Count the lines below that hold "derive". Give the number without comment.

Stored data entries
━━━━━━━━━━━━━━━━━━━━

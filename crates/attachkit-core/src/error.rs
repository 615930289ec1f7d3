//! Error types module
//!
//! Every failure that aborts an attachment build surfaces as an [`AttachmentError`].
//! Processing internals work with `anyhow::Error` and are wrapped into the variant that
//! names the failed step, so callers can decide how to notify the user.

/// Log level for error reporting
#[derive(Debug, Clone, Copy, PartialEq, Eq)]
pub enum LogLevel {
    /// Debug level - for expected errors like malformed input
    Debug,
    /// Warning level - for failures caused by the user's file
    Warn,
    /// Error level - for unexpected failures
    Error,
}

/// Metadata describing how an error should be presented to the caller.
pub trait ErrorMetadata {
    /// Machine-readable error code (e.g., "IMAGE_PROBE_FAILED")
    fn error_code(&self) -> &'static str;

    /// Whether retrying the same build could succeed
    fn is_recoverable(&self) -> bool;

    /// Suggested action for the user
    fn suggested_action(&self) -> Option<&'static str>;

    /// User-facing message (may differ from internal error message)
    fn client_message(&self) -> String;

    /// Log level for this error
    fn log_level(&self) -> LogLevel;
}

#[derive(Debug, thiserror::Error)]
pub enum AttachmentError {
    #[error("Failed to probe image: {0}")]
    ImageProbe(#[source] anyhow::Error),

    #[error("Failed to probe video: {0}")]
    VideoProbe(#[source] anyhow::Error),

    #[error("Failed to derive video poster: {0}")]
    PosterDerivation(#[source] anyhow::Error),

    #[error("Failed to probe audio: {0}")]
    AudioProbe(#[source] anyhow::Error),

    #[error("Failed to transcode image: {0}")]
    Transcode(#[source] anyhow::Error),

    #[error("Invalid configuration: {0}")]
    Config(String),
}

/// Static metadata for each variant: (error_code, recoverable, suggested_action, log_level).
fn attachment_error_static_metadata(
    err: &AttachmentError,
) -> (&'static str, bool, Option<&'static str>, LogLevel) {
    match err {
        AttachmentError::ImageProbe(_) => (
            "IMAGE_PROBE_FAILED",
            false,
            Some("Check the image format or send it as a file"),
            LogLevel::Warn,
        ),
        AttachmentError::VideoProbe(_) => (
            "VIDEO_PROBE_FAILED",
            false,
            Some("Send the video as a file"),
            LogLevel::Warn,
        ),
        AttachmentError::PosterDerivation(_) => (
            "POSTER_DERIVATION_FAILED",
            false,
            Some("Check the video file or send it as a file"),
            LogLevel::Warn,
        ),
        AttachmentError::AudioProbe(_) => (
            "AUDIO_PROBE_FAILED",
            false,
            Some("Check the audio file or send it as a file"),
            LogLevel::Warn,
        ),
        AttachmentError::Transcode(_) => (
            "TRANSCODE_FAILED",
            true,
            Some("Retry attaching the file"),
            LogLevel::Error,
        ),
        AttachmentError::Config(_) => (
            "INVALID_CONFIGURATION",
            false,
            Some("Fix the attachment configuration"),
            LogLevel::Error,
        ),
    }
}

impl ErrorMetadata for AttachmentError {
    fn error_code(&self) -> &'static str {
        attachment_error_static_metadata(self).0
    }

    fn is_recoverable(&self) -> bool {
        attachment_error_static_metadata(self).1
    }

    fn suggested_action(&self) -> Option<&'static str> {
        attachment_error_static_metadata(self).2
    }

    fn log_level(&self) -> LogLevel {
        attachment_error_static_metadata(self).3
    }

    fn client_message(&self) -> String {
        match self {
            AttachmentError::ImageProbe(_) => "Could not read this image".to_string(),
            AttachmentError::VideoProbe(_) => "Could not read this video".to_string(),
            AttachmentError::PosterDerivation(_) => {
                "Could not create a preview for this video".to_string()
            }
            AttachmentError::AudioProbe(_) => "Could not read this audio file".to_string(),
            AttachmentError::Transcode(_) => "Could not compress this image".to_string(),
            AttachmentError::Config(ref msg) => msg.clone(),
        }
    }
}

━━━━━━━━━━━━━━━━━━━━

### [RESPONSE AREA]
3